L'idea è quella di fare in modo che l'utente possa essere sempre "supportato" (o, per dirla in altri termini, si possa permettere di essere passivo), senza mai essere sconvolto, ma solo solleticato a continuare la visione. Tutto deve essere più o meno prevedibile, tutto deve essere familiare, ma bisogna preoccuparsi di non annoiare mai. Un compito tutt'altro che semplice. Motivo per cui nascono anche gli easter egg, i personaggi metanarrativi e via dicendo, così che ci sia sempre un sottofondo ludico e domestico.

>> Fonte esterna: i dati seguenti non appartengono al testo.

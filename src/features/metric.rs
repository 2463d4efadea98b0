/*
 * Copyright 2025 Vijaykumar Singh
 *
 * Licensed under the Apache License, Version 2.0 (the "License");
 * you may not use this file except in compliance with the License.
 * You may obtain a copy of the License at
 *
 *     http://www.apache.org/licenses/LICENSE-2.0
 *
 * Unless required by applicable law or agreed to in writing, software
 * distributed under the License is distributed on an "AS IS" BASIS,
 * WITHOUT WARRANTIES OR CONDITIONS OF ANY KIND, either express or implied.
 * See the License for the specific language governing permissions and
 * limitations under the License.
 */

//! Metric definitions: which joints and trajectory samples make up a fragment

use serde::{Deserialize, Serialize};

use crate::compute::product_quantizer::MAX_CENTROIDS;
use crate::core::error::BuildError;
use crate::features::rig::Rig;
use crate::features::FragmentLayout;

/// Authoring-time description of a metric.
#[derive(Debug, Clone, PartialEq, Serialize, Deserialize)]
pub struct MetricDefinition {
    pub name: String,
    /// Trait type names whose tagged intervals this metric indexes
    #[serde(default)]
    pub trait_types: Vec<String>,
    pub joints: Vec<String>,
    #[serde(default)]
    pub trajectory: TrajectoryMetric,
    /// Sub-quantizers per fragment set; defaults to one per feature
    #[serde(default)]
    pub num_sub_quantizers: Option<usize>,
    #[serde(default = "default_ksub")]
    pub ksub: usize,
}

#[derive(Debug, Clone, PartialEq, Serialize, Deserialize)]
#[serde(default)]
pub struct TrajectoryMetric {
    pub num_samples: usize,
    pub future_seconds: f32,
    pub num_past_samples: usize,
    pub past_seconds: f32,
}

impl Default for TrajectoryMetric {
    fn default() -> Self {
        Self {
            num_samples: 3,
            future_seconds: 1.0,
            num_past_samples: 0,
            past_seconds: 0.0,
        }
    }
}

fn default_ksub() -> usize {
    MAX_CENTROIDS
}

impl TrajectoryMetric {
    pub fn total_samples(&self) -> usize {
        self.num_samples + self.num_past_samples
    }

    /// Sample offsets in seconds: future samples first, then past samples.
    pub fn offsets(&self) -> Vec<f32> {
        let future = (1..=self.num_samples)
            .map(|i| self.future_seconds * i as f32 / self.num_samples as f32);
        let past = (1..=self.num_past_samples)
            .map(|j| -self.past_seconds * j as f32 / self.num_past_samples as f32);
        future.chain(past).collect()
    }
}

impl MetricDefinition {
    pub fn default_locomotion() -> Self {
        Self {
            name: "locomotion".to_string(),
            trait_types: vec!["Locomotion".to_string(), "Idle".to_string()],
            joints: vec![
                "Hips".to_string(),
                "LeftFoot".to_string(),
                "RightFoot".to_string(),
            ],
            trajectory: TrajectoryMetric::default(),
            num_sub_quantizers: None,
            ksub: MAX_CENTROIDS,
        }
    }

    pub fn pose_layout(&self) -> FragmentLayout {
        FragmentLayout::pose(self.joints.len())
    }

    pub fn trajectory_layout(&self) -> FragmentLayout {
        FragmentLayout::trajectory(self.trajectory.total_samples())
    }

    pub fn sub_quantizers_for(&self, layout: &FragmentLayout) -> usize {
        self.num_sub_quantizers.unwrap_or_else(|| layout.num_features())
    }

    pub fn indexes_type(&self, type_name: &str) -> bool {
        self.trait_types.iter().any(|t| t == type_name)
    }

    /// Rejects layouts the codebook builder cannot train.
    pub fn validate(&self) -> Result<(), BuildError> {
        let fail = |reason: String| BuildError::InvalidMetric {
            metric: self.name.clone(),
            reason,
        };

        if self.name.is_empty() {
            return Err(fail("metric name is empty".to_string()));
        }
        if self.joints.is_empty() {
            return Err(fail("no joints listed".to_string()));
        }
        let trajectory = &self.trajectory;
        if trajectory.num_samples == 0 || !(trajectory.future_seconds > 0.0) {
            return Err(fail("trajectory needs at least one future sample".to_string()));
        }
        if trajectory.num_past_samples > 0 && !(trajectory.past_seconds > 0.0) {
            return Err(fail("past samples require a positive past_seconds".to_string()));
        }
        if self.ksub == 0 || self.ksub > MAX_CENTROIDS {
            return Err(fail(format!("ksub {} outside 1..={}", self.ksub, MAX_CENTROIDS)));
        }
        for layout in [self.pose_layout(), self.trajectory_layout()] {
            let m = self.sub_quantizers_for(&layout);
            if m == 0 || layout.dimension() % m != 0 {
                return Err(fail(format!(
                    "dimension {} is not divisible into {} sub-quantizers",
                    layout.dimension(),
                    m
                )));
            }
        }
        Ok(())
    }
}

/// A metric resolved against a rig, as stored in the binary.
#[derive(Debug, Clone, PartialEq, Serialize, Deserialize)]
pub struct Metric {
    pub definition: MetricDefinition,
    /// Rig joint index of every joint in `definition.joints`
    pub joints: Vec<usize>,
}

impl Metric {
    pub fn resolve(definition: &MetricDefinition, rig: &Rig) -> Result<Self, BuildError> {
        definition.validate()?;
        let joints = rig.resolve_joints(&definition.joints)?;
        Ok(Self {
            definition: definition.clone(),
            joints,
        })
    }

    pub fn name(&self) -> &str {
        &self.definition.name
    }

    pub fn pose_layout(&self) -> FragmentLayout {
        self.definition.pose_layout()
    }

    pub fn trajectory_layout(&self) -> FragmentLayout {
        self.definition.trajectory_layout()
    }
}

#[cfg(test)]
mod tests {
    use super::*;

    #[test]
    fn test_offsets_future_then_past() {
        let trajectory = TrajectoryMetric {
            num_samples: 2,
            future_seconds: 1.0,
            num_past_samples: 2,
            past_seconds: 0.5,
        };
        assert_eq!(trajectory.offsets(), vec![0.5, 1.0, -0.25, -0.5]);
    }

    #[test]
    fn test_validate_rejects_bad_layouts() {
        let mut metric = MetricDefinition::default_locomotion();
        assert!(metric.validate().is_ok());

        metric.num_sub_quantizers = Some(4);
        assert!(matches!(metric.validate(), Err(BuildError::InvalidMetric { .. })));

        metric.num_sub_quantizers = Some(3);
        assert!(metric.validate().is_ok());

        metric.ksub = 512;
        assert!(metric.validate().is_err());

        let mut metric = MetricDefinition::default_locomotion();
        metric.joints.clear();
        assert!(metric.validate().is_err());
    }
}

Squid Game non solo non fa eccezione, ma rappresenta una punta di diamante di questo processo creativo legato a filo quadruplo con il ragionamento economico. Un processo creativo che si traduce in una formula del genere: presentazione e approccio apparentemente inediti e un restyling parziale della solita struttura (cioè personaggi e questioni nuove, ma meccaniche irrimediabilmente vecchie). L'operazione non riesce sempre, sia chiaro, anzi, finisce spesso con l'affondare il prodotto, ma con questa serie, invece, nonostante le scelte siano spesso viste come difetti, pare stiano funzionando. Basti pensare che al 3 dicembre la seconda stagione dello show ha infranto il record detenuto precedentemente da Mercoledì, arrivando a 68 milioni di spettatori. Ora bisognerà capire se, per la terza parte, si vedrà la necessità di dover cambiare.